The purpose of this project is to investigate the potentials of neuronal cell membrane ion channels being memristors. Neurons biologically exhibit the behavior of circuits, and we will study the components of neurological activity in terms of classical and modern circuit elements. Moreover, the recently characterized ‘memristor’ is a new circuit element that completes mathematical symmetry of electrical variables. They have been found to express ‘memory’, by retaining a physical conformation and particular resistance after current has passed through it.
Memristors have eluded discovery until the emergence of nanotechnology; we are interested in that neurons are vital, naturally occurring analogues for microscopic circuits. Neurons generate electrical potential via membrane channels, which maintain an ionic gradient. We are investigating the dynamics of ion channel structure and resistance in terms of current. We hope to show these relationships as memristive, and therefore contribute to biophysical uses of neurons in nanotechnology.
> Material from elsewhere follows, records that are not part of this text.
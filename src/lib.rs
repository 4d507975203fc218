//! # Bookgame
//!
//! A shared, in-memory library of books that players extend one line at a
//! time, guarded by an advisory single-writer lock per book, plus a
//! leaderboard derived from the completed books.
//!
//! ## Design Principles
//!
//! - **Per-Book Locking**: Each book has its own holder; players working on
//!   different books never contend
//! - **Non-Blocking**: A player who cannot take a lock is told immediately,
//!   there is no queueing or waiting
//! - **Copies Out, Copies In**: Callers mutate copies and submit them back;
//!   the store re-checks ownership on every commit
//! - **Derived Ranking**: The leaderboard is recomputed from the books on
//!   every query
//!
//! ## Protocol
//!
//! ```text
//! find_by_id_and_lock(id, player) --Success--> [locked copy]
//!                                                   |
//!                                              add_line(..)
//!                                                   |
//! update(id, copy, player, release = true) <--------+
//! ```

pub mod id;
pub mod book;
pub mod outcome;
pub mod store;
pub mod leaderboard;
pub mod view;
pub mod config;
pub mod game;
pub mod simulation;
pub mod telemetry;

// Re-exports for convenience
pub use id::{BookId, IdGenerator, IdSource};
pub use book::{Book, Line, LineNumber, DEFAULT_BOOK_CAPACITY};
pub use outcome::{Retrieval, RetrievalOutcome, UpdateOutcome};
pub use store::BookStore;
pub use leaderboard::{rank, rank_with, RankingRules, Standing};
pub use view::BookView;
pub use config::{ConfigError, GameConfig};
pub use game::{BookGame, GameError};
To do this, we will continue to investigate the Hodgkin-Huxley models for neurons, and expand the ordinary differential equations to describe the cell’s electrical activity in terms of memristance. Hopefully, this will give a new perspective on circuit activity. Wolfram Mathematica is mathematical computation software that will provide solutions to nonlinear differential equations. Memristors are known to have nonlinear trends; while the relationship between resistance, current and channel shape are related, their change is not proportional to each other. Therefore, we will also have to employ more advanced mathematical tools to describe it, specifically differential calculus.